Us & Them
The Big Issue, February 2009
By Heather Brooke
Not one to believe hype, I was sceptical when I popped in the first series of the much-acclaimed TV series The Wire. For those who haven’t seen it, this is a series that breaks all the rules of TV drama and yet the hype is merited: it is the best thing on television.
Each episode is like a chapter in a book and the stories build across the season. The first deals with the police closing in on a drug dealer which is common enough in a cop show, but what makes The Wire different is that it focuses on the lives of the dealers and users as much as the police. There is none of the easy morality common to other police dramas. Instead there is reality. The writers know their subjects inside out. These are not champagne socialists writing about the lives of poor kids in Hackney, they are veteran newspaper hacks and homicide detectives who know the gritty scenes they describe.
I used to cover crime for a newspaper in South Carolina in a city with a large concentration of projects that were infested with drugs, and I often wondered why the people in these sink estates didn’t clean up, move out, get a better life. What did I know? A college girl from an English family? But at least I could talk to the vice squad who filled me in on what was happening. The stories the police told me didn’t always fit into the newspaper format, focused as it is on the end result: who got shot, when and why. The ‘why’ being the least explored part of the story. It wasn’t until I saw The Wire that I understood how these stories could be told. If you want to understand the cycle of poverty and addiction look no further.

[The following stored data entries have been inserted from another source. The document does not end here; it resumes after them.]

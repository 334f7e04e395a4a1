//! Core types for the playlist engine
//!
//! This crate provides the types every other playlist crate builds on:
//! the [`Action`] contract, the single-resolution [`Completion`] signal an
//! action settles, and [`ActionError`].
//!
//! An action is a unit of asynchronous work. The engine calls
//! [`Action::begin`] exactly once; the action later calls
//! [`Action::complete`] or [`Action::fail`] from wherever its work finishes
//! (a timer, a user dismissing a dialog, a signal).

mod action;
mod completion;
mod error;

pub use action::{do_action, Action, ActionFuture, SharedAction};
pub use completion::Completion;
pub use error::{ActionError, ActionResult};

/// Re-exported so action implementations don't need a direct serde_json dependency
pub use serde_json::Value;
//! Descriptor interpreter
//!
//! Classifies serialized nodes and turns action references into instances.
//! Classification order matters: an object carrying `actionName` is an
//! action reference even though it is also a map.

use crate::descriptor::{index_path, key_path, ActionRef, Descriptor, NodeKind};
use crate::error::SyntaxError;
use indexmap::IndexMap;
use playlist_core::SharedAction;
use playlist_registry::{ActionRegistry, RegistryError};
use serde_json::Value;
use tracing::trace;

/// Key naming the registered action in a serialized node
pub const ACTION_NAME_KEY: &str = "actionName";

/// Key holding constructor options in a serialized node
pub const OPTIONS_KEY: &str = "options";

/// Classify a serialized node without descending into it
///
/// Returns `None` for scalars and null, which can never be nodes.
pub fn classify(value: &Value) -> Option<NodeKind> {
    match value {
        Value::Object(map) if map.contains_key(ACTION_NAME_KEY) => Some(NodeKind::Action),
        Value::Array(_) => Some(NodeKind::Sequential),
        Value::Object(_) => Some(NodeKind::Parallel),
        _ => None,
    }
}

/// Convert a serialized node (and everything below it) into a descriptor
///
/// `depth` is the group nesting level of `value` (the root group is 1).
/// Groups nested deeper than `max_depth` are rejected before descending.
pub(crate) fn parse(
    value: &Value,
    path: &str,
    depth: usize,
    max_depth: usize,
) -> Result<Descriptor, SyntaxError> {
    let Some(kind) = classify(value) else {
        return Err(SyntaxError::Unclassifiable {
            path: path.to_string(),
            found: value_kind(value).to_string(),
        });
    };

    if kind != NodeKind::Action && depth > max_depth {
        return Err(SyntaxError::TooDeep {
            path: path.to_string(),
            max_depth,
        });
    }

    match (kind, value) {
        (NodeKind::Action, Value::Object(map)) => {
            let Some(Value::String(name)) = map.get(ACTION_NAME_KEY) else {
                return Err(SyntaxError::InvalidActionName {
                    path: path.to_string(),
                });
            };
            let options = map.get(OPTIONS_KEY).cloned().unwrap_or(Value::Null);
            Ok(Descriptor::Action(ActionRef::new(name.clone(), options)))
        }
        (NodeKind::Sequential, Value::Array(items)) => items
            .iter()
            .enumerate()
            .map(|(i, item)| parse(item, &index_path(path, i), depth + 1, max_depth))
            .collect::<Result<Vec<_>, _>>()
            .map(Descriptor::Sequence),
        (NodeKind::Parallel, Value::Object(map)) => map
            .iter()
            .map(|(key, item)| {
                let node = parse(item, &key_path(path, key), depth + 1, max_depth)?;
                Ok((key.clone(), node))
            })
            .collect::<Result<IndexMap<_, _>, SyntaxError>>()
            .map(Descriptor::Parallel),
        _ => Err(SyntaxError::Unclassifiable {
            path: path.to_string(),
            found: value_kind(value).to_string(),
        }),
    }
}

/// Construct the action an [`ActionRef`] names
///
/// Resolution happens now, so a later re-registration does not affect
/// instances built here.
pub fn instantiate(
    action: &ActionRef,
    registry: &ActionRegistry,
    path: &str,
) -> Result<SharedAction, SyntaxError> {
    trace!(path = %path, action = %action.action_name, "Instantiating action");

    registry
        .construct(&action.action_name, action.options.clone())
        .map_err(|e| match e {
            RegistryError::NotFound { name } => SyntaxError::UnknownAction {
                path: path.to_string(),
                name,
            },
            RegistryError::Construction { name, source } => SyntaxError::InvalidOptions {
                path: path.to_string(),
                name,
                reason: source.to_string(),
            },
        })
}

fn value_kind(value: &Value) -> &'static str {
    match value {
        Value::Null => "null",
        Value::Bool(_) => "boolean",
        Value::Number(_) => "number",
        Value::String(_) => "string",
        Value::Array(_) => "array",
        Value::Object(_) => "object",
    }
}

The realism of The Wire is due in no small part due to the ability of the writers to get inside the institutions they cover. David Simon spent a year in Baltimore Maryland’s homicide division. Such inside knowledge informs the series and gives it the needed reality that makes it so powerful. Could such a show be written in the UK?

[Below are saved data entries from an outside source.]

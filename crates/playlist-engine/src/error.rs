//! Error types for compiling and running playlists

use playlist_core::ActionError;
use thiserror::Error;

/// Result type for playlist operations
pub type PlaylistResult<T> = Result<T, PlaylistError>;

/// A descriptor that cannot be turned into a playlist
///
/// Every variant that points at a node carries its path from the root,
/// e.g. `$[1].intro`.
#[derive(Debug, Clone, PartialEq, Error)]
pub enum SyntaxError {
    #[error("incorrect syntax at {path}: action {name} is not registered")]
    UnknownAction { path: String, name: String },

    #[error("incorrect syntax at {path}: actionName must be a string")]
    InvalidActionName { path: String },

    #[error("incorrect syntax at {path}: invalid options for {name}: {reason}")]
    InvalidOptions {
        path: String,
        name: String,
        reason: String,
    },

    #[error("incorrect syntax at {path}: expected an action, array or object, found {found}")]
    Unclassifiable { path: String, found: String },

    #[error("incorrect syntax at {path}: nesting deeper than {max_depth} levels")]
    TooDeep { path: String, max_depth: usize },

    #[error("incorrect syntax: {reason}")]
    Parse { reason: String },
}

/// Errors from compiling or playing a playlist
#[derive(Debug, Clone, PartialEq, Error)]
pub enum PlaylistError {
    /// The descriptor could not be compiled
    #[error(transparent)]
    Syntax(#[from] SyntaxError),

    /// An action failed; the first failure wins
    #[error(transparent)]
    Action(#[from] ActionError),

    #[error("playlist already played")]
    AlreadyPlayed,

    #[error("play() requires a running tokio runtime")]
    NoRuntime,

    #[error("playlist was dropped before it was played")]
    NeverStarted,
}

impl PlaylistError {
    /// Whether this is a compile-time syntax error
    pub fn is_syntax(&self) -> bool {
        matches!(self, PlaylistError::Syntax(_))
    }
}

I’m not a crime reporter anymore but I am a freelance journalist and so I asked the Metropolitan Police if I could visit my local police station. In the US I went ‘round back’ all the time, even did shifts with various cops as a ‘ride-along’. Some forces in the UK offer this insight to members of the public, but not the Metropolitan Police. Even the full-time crime reporters in London aren’t allowed in. The only way I’m getting into my local police station is if I’m arrested.
Frankly that’s a cost I’m not willing to bear. It strikes me as counter-productive for the police to fortress themselves against the public whom they are meant to serve and protect. By refusing to let us in, they foster an attitude of ‘Us and Them’. Both for themselves and for us. The tie that might link us is broken.
I had another encounter with the ‘Us and Them’ attitude in Tottenham Court Road tube station. The escalators were shut but none of the guards were telling anyone why or when they might resume. When I went over to ask, the guard pointed to a gang of teenagers and said: “Your colleague there pressed the emergency stop.”
My colleague? What did he have to do with me?
In the mind of the TfL official it was clear all who were not TfL were some ‘other’: that great repulsive organism – the public.
Aren’t we the reason for TfL’s existence? If it wasn’t for us paying our extortionate fares this official wouldn’t have a job. And yet he views us all as one amorphous mass comparable to an enemy.
All institutions are susceptible to this type of thinking, but the danger is even greater when there is no competition. Where there is a monopoly on service the best solution is higher levels of transparency. We should be allowed into our local police stations, we should be able to see crime incident reports. It may not be easy, but an open door can bring many rewards, not least the best show on television.